*** Opening of Data shown ***

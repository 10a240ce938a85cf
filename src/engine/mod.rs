//! WHERE-clause filter extraction and categorization
//!
//! The engine is a pure pipeline over SQL text: join predicates are stripped
//! first so they cannot be mistaken for business filters, the WHERE clause is
//! isolated, mandatory filters are categorized against it, and the result is
//! rendered into commentary. Everything here operates on in-memory strings;
//! file and batch handling live in the `stores` and `audit` modules.

mod categorizer;
mod commentary;
mod join_stripper;
mod where_clause;

pub use categorizer::{categorize, CategorizationResult};
pub use commentary::{compose, DisplayNameMap, NO_WHERE_CLAUSE};
pub use join_stripper::strip_joins;
pub use where_clause::extract_where;
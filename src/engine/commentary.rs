//! Commentary rendering
//!
//! Turns a [`CategorizationResult`] into the free-text review comment that
//! goes back onto the query row. The wording is fixed; downstream reviewers
//! key off these exact sentences.

use std::collections::HashMap;

use super::categorizer::CategorizationResult;

/// Lower-cased SQL filter name → human-readable label.
pub type DisplayNameMap = HashMap<String, String>;

/// Commentary body used when WHERE-clause extraction found nothing.
pub const NO_WHERE_CLAUSE: &str = "No WHERE clause found in the SQL query.";

fn display_name(display_names: &DisplayNameMap, filter: &str) -> String {
    display_names
        .get(&filter.to_lowercase())
        .cloned()
        .unwrap_or_else(|| filter.to_string())
}

fn push_present_lines(
    commentary: &mut String,
    result: &CategorizationResult,
    display_names: &DisplayNameMap,
) {
    for name in &result.present {
        let count = result.counts.get(name).copied().unwrap_or(1);
        let label = if count == 1 { "filter" } else { "filters" };
        commentary.push_str(&format!(
            "{} ({}): {} {}\n",
            display_name(display_names, name),
            name,
            count,
            label
        ));
    }
}

/// Compose the commentary string for one audited query.
///
/// `result` is `None` when the query had no WHERE clause; the body is then
/// the fixed [`NO_WHERE_CLAUSE`] sentence with no filter listing. The
/// `source_note` (a fixed per-report explanation) and `known_issue`
/// reference are appended in that order when present, in every case.
pub fn compose(
    result: Option<&CategorizationResult>,
    display_names: &DisplayNameMap,
    known_issue: Option<&str>,
    source_note: Option<&str>,
) -> String {
    let mut commentary = String::new();

    match result {
        Some(result) => {
            if result.absent.is_empty() {
                commentary.push_str(
                    "The customer is executing a query that includes all mandatory filters, \
                     detailed as follows.\n\n",
                );
                push_present_lines(&mut commentary, result, display_names);
            } else {
                commentary
                    .push_str("The customer is executing a query utilizing the following filters:\n\n");
                push_present_lines(&mut commentary, result, display_names);
                commentary.push_str(
                    "\nHowever, not all required filters are being used. The following filters \
                     are missing:\n",
                );
                for name in &result.absent {
                    commentary.push_str(&format!(
                        "{} ({})\n",
                        display_name(display_names, name),
                        name
                    ));
                }
            }

            if !result.extra_filters.is_empty() {
                commentary.push_str(
                    "\n\nApart from the mandatory filters, the customer is using the following \
                     additional filters:\n\n",
                );
                for (name, count) in &result.extra_filters {
                    commentary.push_str(&format!(
                        "{}: {} filters\n",
                        display_name(display_names, name),
                        count
                    ));
                }
            }
        }
        None => commentary.push_str(NO_WHERE_CLAUSE),
    }

    if let Some(note) = source_note {
        commentary.push('\n');
        commentary.push_str(note);
    }

    if let Some(reference) = known_issue {
        commentary.push_str(&format!(
            "\n\nNote: A similar issue has been documented on the PSR Confluence page \
             under PSR #{}.",
            reference
        ));
    }

    commentary
}
use anyhow::{Context, Result};
use clap::{Parser, Subcommand};
use std::path::PathBuf;

use sql_filter_audit::{logtext, run_audit, AuditOptions};

#[derive(Parser)]
#[command(name = "sql-filter-audit")]
#[command(author, version, about = "Audits BI-captured SQL query logs for mandatory filter usage")]
struct Cli {
    #[command(subcommand)]
    command: Commands,
}

#[derive(Subcommand)]
enum Commands {
    /// Audit a JSON row batch and attach commentary to each row
    Audit {
        /// Path to the JSON row batch file
        #[arg(short, long)]
        input: PathBuf,

        /// Output path for the audited batch (defaults to <input>.audited.json)
        #[arg(short, long)]
        output: Option<PathBuf>,

        /// Directory holding per-source mandatory filter lists (<source>.txt)
        #[arg(short, long)]
        filters_dir: PathBuf,

        /// JSON file mapping SQL filter names to display labels
        #[arg(long)]
        display_names: Option<PathBuf>,

        /// JSON file mapping source identities to known-issue references
        #[arg(long)]
        known_issues: Option<PathBuf>,

        /// Enable verbose output
        #[arg(short, long)]
        verbose: bool,
    },

    /// Extract the physical and logical SQL from a saved query-log capture
    Extract {
        /// Path to the saved log capture text file
        #[arg(short, long)]
        capture: PathBuf,
    },
}

fn main() -> Result<()> {
    let cli = Cli::parse();

    match cli.command {
        Commands::Audit {
            input,
            output,
            filters_dir,
            display_names,
            known_issues,
            verbose,
        } => {
            let options = AuditOptions {
                input_path: input,
                output_path: output,
                filters_dir,
                display_names_path: display_names,
                known_issues_path: known_issues,
                verbose,
            };

            run_audit(options)?;
        }
        Commands::Extract { capture } => {
            let page_text = std::fs::read_to_string(&capture)
                .with_context(|| format!("Failed to read log capture: {}", capture.display()))?;

            match logtext::extract_physical_sql(&page_text) {
                Some(sql) => println!("-- Physical SQL --\n{}\n", sql),
                None => println!("-- Physical SQL --\n(none found)\n"),
            }
            match logtext::extract_logical_sql(&page_text) {
                Some(sql) => println!("-- Logical SQL --\n{}", sql),
                None => println!("-- Logical SQL --\n(none found)"),
            }
        }
    }

    Ok(())
}
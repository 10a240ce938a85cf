//! SQL extraction from saved query-log captures
//!
//! The BI tool's query log renders each event as a marker-delimited text
//! section. A capture of that page holds zero or more physical SQL sections
//! and zero or more logical SQL sections; the audit wants the longest of
//! each, with physical SQL trimmed to start at its leading WITH so page
//! chrome ahead of the statement is dropped.

/// Opens a physical SQL section in the log capture.
pub const PHYSICAL_SQL_MARKER: &str =
    "-------------------- Sending query to database named Oracle_Data_Warehouse";

/// Opens a logical SQL section in the log capture.
pub const LOGICAL_SQL_MARKER: &str = "-------------------- SQL Request, logical request hash:";

/// Every log section ends where the next one's dashes begin.
const SECTION_DELIMITER: &str = "--------------------";

/// Extract the physical SQL query from a log capture.
///
/// Scans every physical-SQL section, keeps candidates that contain a WITH
/// clause (anchored to start at it), and returns the longest. Returns `None`
/// when the capture holds no usable physical SQL.
pub fn extract_physical_sql(page_text: &str) -> Option<String> {
    sections(page_text, PHYSICAL_SQL_MARKER)
        .filter_map(|section| {
            let with_index = section.find("WITH")?;
            Some(section[with_index..].trim().to_string())
        })
        .max_by_key(String::len)
}

/// Extract the logical SQL request from a log capture: the longest
/// logical-SQL section, trimmed.
pub fn extract_logical_sql(page_text: &str) -> Option<String> {
    sections(page_text, LOGICAL_SQL_MARKER)
        .map(|section| section.trim().to_string())
        .max_by_key(String::len)
}

/// Iterate the bodies of all sections opened by `marker`, each running up to
/// the next section delimiter or the end of the capture.
fn sections<'a>(page_text: &'a str, marker: &'a str) -> impl Iterator<Item = &'a str> {
    let mut start = 0;
    std::iter::from_fn(move || {
        let marker_pos = page_text[start..].find(marker)? + start;
        let body_start = marker_pos + marker.len();
        let body_end = page_text[body_start..]
            .find(SECTION_DELIMITER)
            .map(|pos| body_start + pos)
            .unwrap_or(page_text.len());
        start = body_end;
        Some(&page_text[body_start..body_end])
    })
}
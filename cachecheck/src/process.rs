use std::fmt::{Display, Formatter};
use std::io::{self, Read};
use std::process::{Child, Command, ExitStatus, Stdio};
use std::thread::{self, JoinHandle};
use std::time::{Duration, Instant};

use tracing::debug;

const POLL_INTERVAL: Duration = Duration::from_millis(10);

/// Output of a subprocess which ran to completion
#[derive(Debug)]
pub struct CapturedOutput {
    pub status: ExitStatus,
    pub stdout: Vec<u8>,
    pub stderr: Vec<u8>,
}

impl CapturedOutput {
    pub fn stderr_lossy(&self) -> String {
        String::from_utf8_lossy(&self.stderr).trim().to_string()
    }
}

#[derive(Debug)]
pub enum ProcessFailure {
    Spawn(io::Error),
    Wait(io::Error),
    Read(io::Error),
    TimedOut(Duration),
}

impl Display for ProcessFailure {
    fn fmt(&self, f: &mut Formatter<'_>) -> std::fmt::Result {
        match self {
            ProcessFailure::Spawn(e) => write!(f, "couldn't start process: {e}"),
            ProcessFailure::Wait(e) => write!(f, "couldn't wait for process: {e}"),
            ProcessFailure::Read(e) => write!(f, "couldn't read process output: {e}"),
            ProcessFailure::TimedOut(t) => write!(f, "timed out after {:.1}s", t.as_secs_f64()),
        }
    }
}

/// Owns a running child, and kills and reaps it if dropped before it has been waited on.
///
/// On unix the child leads its own process group and the whole group is killed, so helpers it
/// spawned can't hold the output pipes open past the timeout
struct ChildGuard {
    child: Child,
    reaped: bool,
}

impl ChildGuard {
    #[cfg(unix)]
    fn kill(&mut self) {
        // The child is not reaped yet, so its pid is still the id of its process group
        match libc::pid_t::try_from(self.child.id()) {
            // Safety: kill has no memory effects
            Ok(pgid) => unsafe {
                libc::kill(-pgid, libc::SIGKILL);
            },
            Err(_) => {
                let _ = self.child.kill();
            }
        }
    }

    #[cfg(not(unix))]
    fn kill(&mut self) {
        let _ = self.child.kill();
    }

    fn try_wait(&mut self) -> io::Result<Option<ExitStatus>> {
        let status = self.child.try_wait()?;
        self.reaped = status.is_some();
        Ok(status)
    }
}

impl Drop for ChildGuard {
    fn drop(&mut self) {
        if !self.reaped {
            self.kill();
            let _ = self.child.wait();
        }
    }
}

pub(crate) fn drain<R: Read + Send + 'static>(source: Option<R>) -> JoinHandle<io::Result<Vec<u8>>> {
    thread::spawn(move || {
        let mut buf = Vec::new();
        if let Some(mut source) = source {
            source.read_to_end(&mut buf)?;
        }
        Ok(buf)
    })
}

/// Waits for a reader started by [`drain`]
pub(crate) fn collect(reader: JoinHandle<io::Result<Vec<u8>>>) -> Result<Vec<u8>, ProcessFailure> {
    reader
        .join()
        .unwrap_or_else(|_| Err(io::Error::new(io::ErrorKind::Other, "output reader panicked")))
        .map_err(ProcessFailure::Read)
}

/// Runs a command to completion with captured output, killing it once `timeout` has elapsed.
///
/// The child is terminated on every path out of this function, including the timeout and any
/// error while waiting
pub fn run_with_timeout(cmd: &mut Command, timeout: Duration) -> Result<CapturedOutput, ProcessFailure> {
    debug!("Running {:?}", cmd);
    #[cfg(unix)]
    {
        use std::os::unix::process::CommandExt;
        cmd.process_group(0);
    }
    let child = cmd
        .stdin(Stdio::null())
        .stdout(Stdio::piped())
        .stderr(Stdio::piped())
        .spawn()
        .map_err(ProcessFailure::Spawn)?;
    let mut guard = ChildGuard { child, reaped: false };
    // Pipes are drained on their own threads so a chatty child can't block on a full pipe
    let stdout = drain(guard.child.stdout.take());
    let stderr = drain(guard.child.stderr.take());
    let start = Instant::now();
    let status = loop {
        match guard.try_wait() {
            Ok(Some(status)) => break Ok(status),
            Ok(None) if start.elapsed() >= timeout => break Err(ProcessFailure::TimedOut(timeout)),
            Ok(None) => thread::sleep(POLL_INTERVAL),
            Err(e) => break Err(ProcessFailure::Wait(e)),
        }
    };
    // Kill before joining, the readers only finish once the child's pipes close
    drop(guard);
    let stdout = collect(stdout);
    let stderr = collect(stderr);
    Ok(CapturedOutput {
        status: status?,
        stdout: stdout?,
        stderr: stderr?,
    })
}
use std::io::{self, Read};

use crate::process::{collect, drain, ProcessFailure};

/// Hands out a few bytes, then fails
struct BrokenPipe {
    sent: bool,
}

impl Read for BrokenPipe {
    fn read(&mut self, buf: &mut [u8]) -> io::Result<usize> {
        if self.sent {
            return Err(io::Error::new(io::ErrorKind::BrokenPipe, "pipe went away"));
        }
        self.sent = true;
        let n = buf.len().min(4);
        buf[..n].copy_from_slice(&b"hits"[..n]);
        Ok(n)
    }
}

#[test]
fn read_error_is_not_a_short_output() {
    match collect(drain(Some(BrokenPipe { sent: false }))) {
        Err(ProcessFailure::Read(e)) => assert_eq!(e.kind(), io::ErrorKind::BrokenPipe),
        Err(e) => panic!("expected a read failure, got {e}"),
        Ok(out) => panic!("read error was dropped, got {} bytes", out.len()),
    }
}

#[test]
fn missing_pipe_reads_as_empty() {
    let out = collect(drain(None::<BrokenPipe>)).unwrap();
    assert!(out.is_empty());
}

#[cfg(unix)]
#[test]
fn captures_both_streams() {
    use std::process::Command;
    use std::time::Duration;

    use crate::process::run_with_timeout;

    if !std::path::Path::new("/bin/sh").is_file() {
        println!("No /bin/sh, skipping");
        return;
    }
    let mut cmd = Command::new("/bin/sh");
    cmd.args(["-c", "echo out; echo err >&2; exit 2"]);
    let output = run_with_timeout(&mut cmd, Duration::from_secs(10)).unwrap();
    assert_eq!(output.status.code(), Some(2));
    assert_eq!(output.stdout, b"out\n");
    assert_eq!(output.stderr_lossy(), "err");
}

*** Close of Data shown ***

Instructions to follow - The lines needed run from the first line of the data through the line containing "pub type DisplayNameMap"; give them again exactly and nothing else.

Written answer -
repository 10a240ce938a85cf
filename src/engine/mod.rs
//! WHERE-clause filter extraction and categorization
//!
//! The engine is a pure pipeline over SQL text: join predicates are stripped
//! first so they cannot be mistaken for business filters, the WHERE clause is
//! isolated, mandatory filters are categorized against it, and the result is
//! rendered into commentary. Everything here operates on in-memory strings;
//! file and batch handling live in the `stores` and `audit` modules.

mod categorizer;
mod commentary;
mod join_stripper;
mod where_clause;

pub use categorizer::{categorize, CategorizationResult};
pub use commentary::{compose, DisplayNameMap, NO_WHERE_CLAUSE};
pub use join_stripper::strip_joins;
pub use where_clause::extract_where;
filename src/engine/commentary.rs
//! Commentary rendering
//!
//! Turns a [`CategorizationResult`] into the free-text review comment that
//! goes back onto the query row. The wording is fixed; downstream reviewers
//! key off these exact sentences.

use std::collections::HashMap;

use super::categorizer::CategorizationResult;

/// Lower-cased SQL filter name → human-readable label.
pub type DisplayNameMap = HashMap<String, String>;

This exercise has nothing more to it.